*** Opening of EXTRACTED INFORMATION ***
use crate::core::error::DbError;
use super::operator::Operator;

#[derive(Debug, Clone, PartialEq)]
pub enum Token {
    // 操作符（符号和关键字）
    Operator(Operator),
    Null,
    // 分隔符
    Comma,  // ,
    LParen, // (
    RParen, // )
    // 字面量
    Identifier(String),
    String(String),
    Number(String),
    // 其他
    Comment(String),
}

pub struct Lexer {
    input: Vec<char>,
    position: usize,
}

impl Lexer {
    pub fn new() -> Self {
        Lexer {
            input: Vec::new(),
            position: 0,
        }
    }

    pub fn tokenize(&mut self, input: &str) -> Result<Vec<Token>, DbError> {
        self.input = input.chars().collect();
        self.position = 0;
        let mut tokens = Vec::new();

        while let Some(c) = self.current() {
            // 跳过空白字符
            if c.is_whitespace() {
                self.position += 1;
                continue;
            }

            // 处理注释
            if c == '-' && self.peek() == Some('-') {
                self.position += 2;
                let comment = self.read_until('\n');
                tokens.push(Token::Comment(comment));
                continue;
            }

            // 处理标识符和关键字，标识符可以带表名前缀 (t.col)
            if c.is_alphabetic() || c == '_' {
                let identifier = self.read_identifier();
                let token = if identifier.eq_ignore_ascii_case("NULL") {
                    Token::Null
                } else if let Some(op) = Operator::from_keyword(&identifier) {
                    Token::Operator(op)
                } else {
                    Token::Identifier(identifier)
                };
                tokens.push(token);
                continue;
            }

            // 处理数字
            if c.is_ascii_digit() || (c == '.' && self.peek().map_or(false, |n| n.is_ascii_digit())) {
                tokens.push(Token::Number(self.read_number()));
                continue;
            }

            // 处理字符串，'' 表示转义的单引号
            if c == '\'' {
                self.position += 1;
                tokens.push(Token::String(self.read_string()?));
                continue;
            }

            // 处理分隔符
            let token = match c {
                ',' => Some(Token::Comma),
                '(' => Some(Token::LParen),
                ')' => Some(Token::RParen),
                _ => None,
            };
            if let Some(token) = token {
                tokens.push(token);
                self.position += 1;
                continue;
            }

            // 处理操作符，多字符操作符优先
            match Operator::match_symbol(&self.input, self.position) {
                Some((op, len)) => {
                    tokens.push(Token::Operator(op));
                    self.position += len;
                }
                None => return Err(DbError::SqlError(format!("未知字符: {}", c))),
            }
        }

        Ok(tokens)
    }

    fn current(&self) -> Option<char> {
        self.input.get(self.position).copied()
    }

    fn peek(&self) -> Option<char> {
        self.input.get(self.position + 1).copied()
    }

    fn read_identifier(&mut self) -> String {
        let mut identifier = String::new();
        while let Some(c) = self.current() {
            let continues_qualified = c == '.'
                && self.peek().map_or(false, |n| n.is_alphabetic() || n == '_');
            if c.is_alphanumeric() || c == '_' || continues_qualified {
                identifier.push(c);
                self.position += 1;
            } else {
                break;
            }
        }
        identifier
    }

    fn read_number(&mut self) -> String {
        let mut number = String::new();
        let mut seen_dot = false;
        while let Some(c) = self.current() {
            if c.is_ascii_digit() || (c == '.' && !seen_dot) {
                seen_dot |= c == '.';
                number.push(c);
                self.position += 1;
            } else {
                break;
            }
        }
        number
    }

    fn read_string(&mut self) -> Result<String, DbError> {
        let mut result = String::new();
        loop {
            match self.current() {
                Some('\'') if self.peek() == Some('\'') => {
                    result.push('\'');
                    self.position += 2;
                }
                Some('\'') => {
                    self.position += 1;
                    return Ok(result);
                }
                Some(c) => {
                    result.push(c);
                    self.position += 1;
                }
                None => return Err(DbError::SqlError("字符串缺少结束引号".to_string())),
            }
        }
    }

    fn read_until(&mut self, end: char) -> String {
        let mut result = String::new();
        while let Some(c) = self.current() {
            if c == end {
                break;
            }
            result.push(c);
            self.position += 1;
        }
        result
    }
}
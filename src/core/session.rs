use std::collections::HashMap;
use std::fmt;
use serde::{Serialize, Deserialize};
use uuid::Uuid;

/// 客户端会话标识
#[derive(Debug, Clone, Copy, PartialEq, Eq, Hash, Serialize, Deserialize)]
pub struct SessionId(Uuid);

impl SessionId {
    pub fn new() -> Self {
        SessionId(Uuid::new_v4())
    }
}

impl Default for SessionId {
    fn default() -> Self {
        SessionId::new()
    }
}

impl fmt::Display for SessionId {
    fn fmt(&self, f: &mut fmt::Formatter<'_>) -> fmt::Result {
        write!(f, "{}", self.0)
    }
}

/// 会话 -> 当前使用的数据库
#[derive(Debug, Default)]
pub struct SessionStore {
    databases: HashMap<SessionId, String>,
}

impl SessionStore {
    pub fn new() -> Self {
        SessionStore::default()
    }

    pub fn get(&self, session: SessionId) -> Option<&str> {
        self.databases.get(&session).map(String::as_str)
    }

    pub fn set(&mut self, session: SessionId, database: &str) {
        self.databases.insert(session, database.to_string());
    }

    pub fn remove(&mut self, session: SessionId) -> Option<String> {
        self.databases.remove(&session)
    }

    /// 数据库被删除后，正在使用它的会话回到未选择状态
    pub fn forget_database(&mut self, database: &str) {
        self.databases.retain(|_, in_use| in_use != database);
    }
}

#[cfg(test)]
mod tests {
    use super::*;

    #[test]
    fn sessions_are_independent() {
        let mut store = SessionStore::new();
        let first = SessionId::new();
        let second = SessionId::new();
        store.set(first, "shop");
        assert_eq!(store.get(first), Some("shop"));
        assert_eq!(store.get(second), None);

        store.set(second, "hr");
        store.forget_database("shop");
        assert_eq!(store.get(first), None);
        assert_eq!(store.get(second), Some("hr"));
        assert_eq!(store.remove(second), Some("hr".to_string()));
    }
}
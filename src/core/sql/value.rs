use std::fmt;
use crate::core::error::DbError;
use crate::core::types::DataType;

/// 解析后的字面量或列引用
#[derive(Debug, Clone, PartialEq)]
pub enum ParsedValue {
    Constant(DataType),
    Column(String),
}

/// WHERE 子句中的一个操作数，保留原始文本和解析后的形式
#[derive(Debug, Clone, PartialEq)]
pub struct Value {
    raw: String,
    parsed: ParsedValue,
}

impl Value {
    /// 解析原始文本：'...' 为字符串，数字为整数或浮点数，NULL，其余视为列名
    pub fn parse(raw: &str) -> Result<Value, DbError> {
        let raw = raw.trim();
        let parsed = if raw.len() >= 2 && raw.starts_with('\'') && raw.ends_with('\'') {
            ParsedValue::Constant(DataType::Varchar(unquote(&raw[1..raw.len() - 1])))
        } else if raw.eq_ignore_ascii_case("NULL") {
            ParsedValue::Constant(DataType::Null)
        } else if let Ok(n) = raw.parse::<i64>() {
            ParsedValue::Constant(DataType::Int(n))
        } else if is_float_literal(raw) {
            let f = raw
                .parse::<f64>()
                .map_err(|_| DbError::SqlError(format!("非法数字: {}", raw)))?;
            ParsedValue::Constant(DataType::Float(f))
        } else if is_column_reference(raw) {
            ParsedValue::Column(raw.to_string())
        } else {
            return Err(DbError::SqlError(format!("无法解析的值: {}", raw)));
        };

        Ok(Value {
            raw: raw.to_string(),
            parsed,
        })
    }

    /// 由已求值的常量构造，原始文本为可再次解析的字面量
    pub fn constant(value: DataType) -> Value {
        let raw = match &value {
            DataType::Varchar(s) => format!("'{}'", s.replace('\'', "''")),
            DataType::Float(f) if f.fract() == 0.0 && f.is_finite() => format!("{:.1}", f),
            other => other.to_string(),
        };
        Value {
            raw,
            parsed: ParsedValue::Constant(value),
        }
    }

    pub fn column(name: &str) -> Value {
        Value {
            raw: name.to_string(),
            parsed: ParsedValue::Column(name.to_string()),
        }
    }

    pub fn raw(&self) -> &str {
        &self.raw
    }

    pub fn parsed(&self) -> &ParsedValue {
        &self.parsed
    }

    pub fn is_column(&self) -> bool {
        matches!(self.parsed, ParsedValue::Column(_))
    }

    pub fn column_name(&self) -> Option<&str> {
        match &self.parsed {
            ParsedValue::Column(name) => Some(name),
            ParsedValue::Constant(_) => None,
        }
    }

    pub fn typed(&self) -> Option<&DataType> {
        match &self.parsed {
            ParsedValue::Constant(value) => Some(value),
            ParsedValue::Column(_) => None,
        }
    }

    /// 重新解析原始文本，结果必须与当前解析结果一致
    pub fn reparse(&self) -> Result<Value, DbError> {
        Value::parse(&self.raw)
    }
}

impl fmt::Display for Value {
    fn fmt(&self, f: &mut fmt::Formatter<'_>) -> fmt::Result {
        write!(f, "{}", self.raw)
    }
}

fn unquote(inner: &str) -> String {
    inner.replace("''", "'")
}

fn is_float_literal(raw: &str) -> bool {
    let digits = raw.strip_prefix('-').unwrap_or(raw);
    let mut parts = digits.splitn(2, '.');
    let whole = parts.next().unwrap_or("");
    let fraction = parts.next();
    match fraction {
        Some(fraction) => {
            !(whole.is_empty() && fraction.is_empty())
                && whole.chars().all(|c| c.is_ascii_digit())
                && fraction.chars().all(|c| c.is_ascii_digit())
        }
        None => false,
    }
}

fn is_column_reference(raw: &str) -> bool {
    !raw.is_empty()
        && raw.split('.').all(|part| {
            let mut chars = part.chars();
            matches!(chars.next(), Some(c) if c.is_alphabetic() || c == '_')
                && chars.all(|c| c.is_alphanumeric() || c == '_')
        })
        && raw.split('.').count() <= 2
}
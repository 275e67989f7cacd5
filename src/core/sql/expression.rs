use std::fmt;
use crate::core::error::DbError;
use super::operator::Operator;
use super::value::Value;

#[derive(Debug, Clone, Copy, PartialEq, Eq)]
pub enum NodeKind {
    And,
    Or,
    Eq,
    Operator,
    Column,
    Value,
}

/// WHERE 子句的二叉表达式树
#[derive(Debug, Clone, PartialEq)]
pub enum Node {
    And(Box<Node>, Box<Node>),
    Or(Box<Node>, Box<Node>),
    Compare {
        op: Operator,
        left: Box<Node>,
        right: Box<Node>,
    },
    Column(Value),
    Value(Value),
}

impl Node {
    pub fn and(left: Node, right: Node) -> Node {
        Node::And(Box::new(left), Box::new(right))
    }

    pub fn or(left: Node, right: Node) -> Node {
        Node::Or(Box::new(left), Box::new(right))
    }

    pub fn compare(op: Operator, left: Node, right: Node) -> Node {
        Node::Compare {
            op,
            left: Box::new(left),
            right: Box::new(right),
        }
    }

    /// 由操作数构造叶子节点
    pub fn leaf(value: Value) -> Node {
        if value.is_column() {
            Node::Column(value)
        } else {
            Node::Value(value)
        }
    }

    pub fn kind(&self) -> NodeKind {
        match self {
            Node::And(..) => NodeKind::And,
            Node::Or(..) => NodeKind::Or,
            Node::Compare { op: Operator::Eq, .. } => NodeKind::Eq,
            Node::Compare { .. } => NodeKind::Operator,
            Node::Column(_) => NodeKind::Column,
            Node::Value(_) => NodeKind::Value,
        }
    }

    pub fn is_leaf(&self) -> bool {
        matches!(self.kind(), NodeKind::Column | NodeKind::Value)
    }

    /// 检查树是否合法：比较节点的两个子节点必须是叶子，逻辑节点的子节点必须是合法子表达式
    pub fn validate(&self) -> Result<(), DbError> {
        match self {
            Node::And(left, right) | Node::Or(left, right) => {
                if left.is_leaf() || right.is_leaf() {
                    return Err(DbError::InvalidTree(format!("逻辑节点的子节点不能是叶子: {}", self)));
                }
                left.validate()?;
                right.validate()
            }
            Node::Compare { op, left, right } => {
                if !op.is_comparison() {
                    return Err(DbError::InvalidOperator(op.spelling().to_string()));
                }
                if !left.is_leaf() || !right.is_leaf() {
                    return Err(DbError::InvalidTree(format!("比较节点的子节点必须是列或值: {}", self)));
                }
                Ok(())
            }
            Node::Column(_) | Node::Value(_) => {
                Err(DbError::InvalidTree(format!("表达式不能只有一个操作数: {}", self)))
            }
        }
    }

    /// 常量在左、列在右时，返回交换两侧并反转操作符的新节点；其余情况返回 None
    pub fn normalized(&self) -> Option<Node> {
        match self {
            Node::Compare { op, left, right }
                if left.kind() == NodeKind::Value && right.kind() == NodeKind::Column =>
            {
                Some(Node::Compare {
                    op: op.inverted(),
                    left: right.clone(),
                    right: left.clone(),
                })
            }
            _ => None,
        }
    }

    /// NOT 作用于子树：比较取反操作符，逻辑节点按德摩根定律展开
    pub fn negated(self) -> Result<Node, DbError> {
        match self {
            Node::And(left, right) => Ok(Node::or(left.negated()?, right.negated()?)),
            Node::Or(left, right) => Ok(Node::and(left.negated()?, right.negated()?)),
            Node::Compare { op, left, right } => {
                let op = op
                    .negated()
                    .ok_or_else(|| DbError::InvalidOperator(op.spelling().to_string()))?;
                Ok(Node::Compare { op, left, right })
            }
            leaf => Err(DbError::InvalidExpression(format!("NOT 不能作用于 {}", leaf))),
        }
    }
}

impl fmt::Display for Node {
    fn fmt(&self, f: &mut fmt::Formatter<'_>) -> fmt::Result {
        match self {
            Node::And(left, right) => write!(f, "({} AND {})", left, right),
            Node::Or(left, right) => write!(f, "({} OR {})", left, right),
            Node::Compare { op, left, right } => write!(f, "{} {} {}", left, op, right),
            Node::Column(value) | Node::Value(value) => write!(f, "{}", value),
        }
    }
}

#[cfg(test)]
mod tests {
    use super::*;

    fn col(name: &str) -> Node {
        Node::leaf(Value::parse(name).unwrap())
    }

    fn val(raw: &str) -> Node {
        Node::leaf(Value::parse(raw).unwrap())
    }

    #[test]
    fn kind_distinguishes_equality_from_other_comparisons() {
        assert_eq!(Node::compare(Operator::Eq, col("a"), val("1")).kind(), NodeKind::Eq);
        assert_eq!(Node::compare(Operator::Lt, col("a"), val("1")).kind(), NodeKind::Operator);
        assert_eq!(col("a").kind(), NodeKind::Column);
        assert_eq!(val("'x'").kind(), NodeKind::Value);
    }

    #[test]
    fn validate_rejects_logical_children_under_comparison() {
        let inner = Node::and(
            Node::compare(Operator::Eq, col("a"), val("1")),
            Node::compare(Operator::Eq, col("b"), val("2")),
        );
        let bad = Node::compare(Operator::Eq, inner.clone(), val("1"));
        assert!(matches!(bad.validate(), Err(DbError::InvalidTree(_))));
        assert!(inner.validate().is_ok());
        assert!(matches!(col("a").validate(), Err(DbError::InvalidTree(_))));
    }

    #[test]
    fn normalized_swaps_and_inverts_without_touching_original() {
        let node = Node::compare(Operator::Lt, val("5"), col("age"));
        let normalized = node.normalized().unwrap();
        assert_eq!(normalized, Node::compare(Operator::Gt, col("age"), val("5")));
        assert_eq!(node.kind(), NodeKind::Operator);
        assert!(Node::compare(Operator::Lt, col("age"), val("5")).normalized().is_none());
    }

    #[test]
    fn negation_applies_de_morgan() {
        let node = Node::or(
            Node::compare(Operator::Eq, col("a"), val("1")),
            Node::compare(Operator::Lt, col("b"), val("2")),
        );
        let expected = Node::and(
            Node::compare(Operator::Ne, col("a"), val("1")),
            Node::compare(Operator::Ge, col("b"), val("2")),
        );
        assert_eq!(node.negated().unwrap(), expected);
    }
}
*** Close of EXTRACTED INFORMATION ***
#### WHAT IS NEEDED
Starting at the top of the data above, repeat every line exactly until the line containing "pub fn tokenize(&mut" has been given, then stop.

#### TASK OUTPUT
use crate::core::error::DbError;
use super::operator::Operator;

#[derive(Debug, Clone, PartialEq)]
pub enum Token {
    // 操作符（符号和关键字）
    Operator(Operator),
    Null,
    // 分隔符
    Comma,  // ,
    LParen, // (
    RParen, // )
    // 字面量
    Identifier(String),
    String(String),
    Number(String),
    // 其他
    Comment(String),
}

pub struct Lexer {
    input: Vec<char>,
    position: usize,
}

impl Lexer {
    pub fn new() -> Self {
        Lexer {
            input: Vec::new(),
            position: 0,
        }
    }

    pub fn tokenize(&mut self, input: &str) -> Result<Vec<Token>, DbError> {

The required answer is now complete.